§ **INPUT FOR THIS TASK**
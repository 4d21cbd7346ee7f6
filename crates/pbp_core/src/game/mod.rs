//! Game simulation: appearances, statistics and the state reducer

mod appearance;
mod reducer;
mod state;
mod stats;

pub use appearance::{position_name, Appearance, Team};
pub use reducer::reduce_state;
pub use state::{GameState, PerTeam, Substitution};
pub use stats::{StatKey, StatKind, Statline, Stats};
fn basic_play<'src>() -> impl Parser<'src, &'src str, BasicPlay, Extra<'src>> + Clone {
    choice((
        just("FLE")
            .ignore_then(fielder())
            .map(|fielder| BasicPlay::ErrorOnFoulFly { fielder }),
        just("NP").to(BasicPlay::NoPlay),
        baserunning().map(BasicPlay::Baserunning),
        just("FC")
            .ignore_then(fielders().or_not())
            .map(|fielders| BasicPlay::FieldersChoice { fielders }),
        fielding_error().map(BasicPlay::Error),
        fielders()
            .then(paren(base()))
            .then(fielders())
            .map(|((first, base), second)| BasicPlay::DoublePlay {
                first,
                base,
                second,
            }),
        fielders()
            .then(paren(base()).or_not())
            .map(|(fielders, base)| BasicPlay::Out { fielders, base }),
        just('W')
            .ignore_then(add_ons())
            .map(|baserunning| BasicPlay::Walk { baserunning }),
        just("HP").to(BasicPlay::HitByPitch),
        hit().map(BasicPlay::Hit),
        just('K')
            .ignore_then(add_ons())
            .map(|baserunning| BasicPlay::Strikeout { baserunning }),
        just('I')
            .then(just('W').or_not())
            .ignore_then(add_ons())
            .map(|baserunning| BasicPlay::IntentionalWalk { baserunning }),
        just("C/E")
            .ignore_then(fielder())
            .map(|fielder| BasicPlay::Interference { fielder }),
    ))
    .boxed()
}

// ============================================================================
// Modifiers
// ============================================================================

fn zone<'src>() -> impl Parser<'src, &'src str, Zone, Extra<'src>> + Clone {
    fielder()
        .map(Zone::Fielder)
        .or(just('0').to(Zone::Unknown))
}
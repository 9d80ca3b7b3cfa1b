use std::future::Future;
use std::time::{Duration, Instant};

use reqwest::header::{ACCEPT, CACHE_CONTROL};
use serde_json::Value;
use thiserror::Error;

use crate::ident::random_label;
use crate::model::{AddressFamily, ProbeTask, UserLocation};

/// Length of the random cache-busting subdomain label
const LABEL_LENGTH: usize = 16;

/// Base domains of the DNS fingerprinting endpoints, one per address family.
///
/// The probe URL is `https://{random-label}.{base}/`; the endpoint records
/// which resolver performed the lookup for the random label and returns it
/// as a JSON object keyed by resolver address.
#[derive(Debug, Clone)]
pub struct ProbeEndpoints {
	pub v4_base: String,
	pub v6_base: String,
}

impl Default for ProbeEndpoints {
	fn default() -> Self {
		ProbeEndpoints {
			v4_base: "dns4.browserleaks.org".to_string(),
			v6_base: "dns6.browserleaks.org".to_string(),
		}
	}
}

impl ProbeEndpoints {
	/// Build the probe URL for one task using a fresh random label.
	pub fn probe_url(&self, label: &str, family: AddressFamily) -> String {
		let base = match family {
			AddressFamily::V4 => &self.v4_base,
			AddressFamily::V6 => &self.v6_base,
		};
		format!("https://{}.{}/", label, base)
	}
}

/// Leak test configuration
#[derive(Debug, Clone)]
pub struct LeakTestConfig {
	/// Number of IPv4 probes in the schedule
	pub probes_v4: u32,
	/// Number of IPv6 probes in the schedule
	pub probes_v6: u32,
	/// Per-probe network timeout
	pub probe_timeout: Duration,
	/// Delay between consecutive probes (none after the last)
	pub inter_probe_delay: Duration,
	/// Overall deadline for the isolated run
	pub run_timeout: Duration,
	/// Externally supplied location of the subject IP; when absent the
	/// expected country falls back to the first detected record
	pub expected_location: Option<UserLocation>,
}

impl Default for LeakTestConfig {
	fn default() -> Self {
		LeakTestConfig {
			probes_v4: 2,
			probes_v6: 2,
			probe_timeout: Duration::from_secs(6),
			inter_probe_delay: Duration::from_secs(1),
			run_timeout: Duration::from_secs(20),
			expected_location: None,
		}
	}
}

/// Raw reply of one successful probe
#[derive(Debug, Clone)]
pub struct RawProbe {
	pub payload: Value,
	/// Measured round trip of the probe request
	pub latency: Duration,
}

/// Typed failure of a single probe. Never aborts the run; the orchestrator
/// logs it and moves on to the next scheduled probe.
#[derive(Debug, Error)]
pub enum ProbeError {
	#[error("probe timed out after {0:?}")]
	Timeout(Duration),
	#[error("probe endpoint returned status {0}")]
	Status(u16),
	#[error("probe request failed: {0}")]
	Request(String),
}

/// A source of probe replies.
///
/// The production implementation is [`HttpTransport`]; tests substitute
/// scripted transports to drive the orchestrator and sandbox.
pub trait ProbeTransport: Send + Sync + 'static {
	/// Issue a single probe with an explicit timeout. Must not retry
	/// internally; retry policy belongs to the orchestrator.
	fn probe(
		&self,
		task: ProbeTask,
		timeout: Duration,
	) -> impl Future<Output = Result<RawProbe, ProbeError>> + Send;
}

/// HTTPS transport against the DNS fingerprinting endpoints
#[derive(Debug, Clone)]
pub struct HttpTransport {
	client: reqwest::Client,
	endpoints: ProbeEndpoints,
}

impl HttpTransport {
	pub fn new(endpoints: ProbeEndpoints) -> Self {
		let client = reqwest::Client::builder()
			.user_agent(concat!("leakprobe/", env!("CARGO_PKG_VERSION")))
			.build()
			.unwrap_or_else(|_| reqwest::Client::new());
		HttpTransport { client, endpoints }
	}
}

impl Default for HttpTransport {
	fn default() -> Self {
		HttpTransport::new(ProbeEndpoints::default())
	}
}

impl ProbeTransport for HttpTransport {
	fn probe(
		&self,
		task: ProbeTask,
		timeout: Duration,
	) -> impl Future<Output = Result<RawProbe, ProbeError>> + Send {
		let url = self
			.endpoints
			.probe_url(&random_label(LABEL_LENGTH), task.family);
		let client = self.client.clone();
		async move {
			tracing::debug!(%url, sequence = task.sequence_number, "sending probe");
			let started = Instant::now();
			let response = client
				.get(&url)
				.header(ACCEPT, "application/json, text/plain, */*")
				.header(CACHE_CONTROL, "no-cache")
				.timeout(timeout)
				.send()
				.await
				.map_err(|e| {
					if e.is_timeout() {
						ProbeError::Timeout(timeout)
					} else {
						ProbeError::Request(e.to_string())
					}
				})?;

			let status = response.status();
			if !status.is_success() {
				return Err(ProbeError::Status(status.as_u16()));
			}

			let text = response
				.text()
				.await
				.map_err(|e| ProbeError::Request(e.to_string()))?;
			let latency = started.elapsed();
			Ok(RawProbe {
				payload: decode_payload(text),
				latency,
			})
		}
	}
}

/// Decode a probe body as JSON, falling back to a string value so the
/// parser can still attempt address extraction on plain-text replies.
fn decode_payload(text: String) -> Value {
	serde_json::from_str(&text).unwrap_or(Value::String(text))
}

#[cfg(test)]
mod tests {
	use super::*;

	#[test]
	fn test_probe_url_per_family() {
		let endpoints = ProbeEndpoints::default();
		assert_eq!(
			endpoints.probe_url("abc123", AddressFamily::V4),
			"https://abc123.dns4.browserleaks.org/",
		);
		assert_eq!(
			endpoints.probe_url("abc123", AddressFamily::V6),
			"https://abc123.dns6.browserleaks.org/",
		);
	}

	#[test]
	fn test_decode_payload_json() {
		let value = decode_payload(r#"{"8.8.8.8": ["US", "United States", "Google"]}"#.into());
		assert!(value.is_object());
	}

	#[test]
	fn test_decode_payload_plain_text() {
		let value = decode_payload("resolver 8.8.8.8".into());
		assert_eq!(value, Value::String("resolver 8.8.8.8".into()));
	}

	#[test]
	fn test_default_config() {
		let config = LeakTestConfig::default();
		assert_eq!(config.probes_v4, 2);
		assert_eq!(config.probes_v6, 2);
		assert_eq!(config.probe_timeout, Duration::from_secs(6));
		assert_eq!(config.inter_probe_delay, Duration::from_secs(1));
		assert!(config.expected_location.is_none());
	}

	#[test]
	fn test_probe_error_display() {
		let err = ProbeError::Status(503);
		assert_eq!(err.to_string(), "probe endpoint returned status 503");
		let err = ProbeError::Timeout(Duration::from_secs(6));
		assert!(err.to_string().contains("timed out"));
	}
}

§ **PROBLEM TO WORK ON**
Match on "baserunning" and report each line of the data above that has it.

§ **FINAL ANSWER**
        baserunning().map(BasicPlay::Baserunning),
            .map(|baserunning| BasicPlay::Walk { baserunning }),
            .map(|baserunning| BasicPlay::Strikeout { baserunning }),
            .map(|baserunning| BasicPlay::IntentionalWalk { baserunning }),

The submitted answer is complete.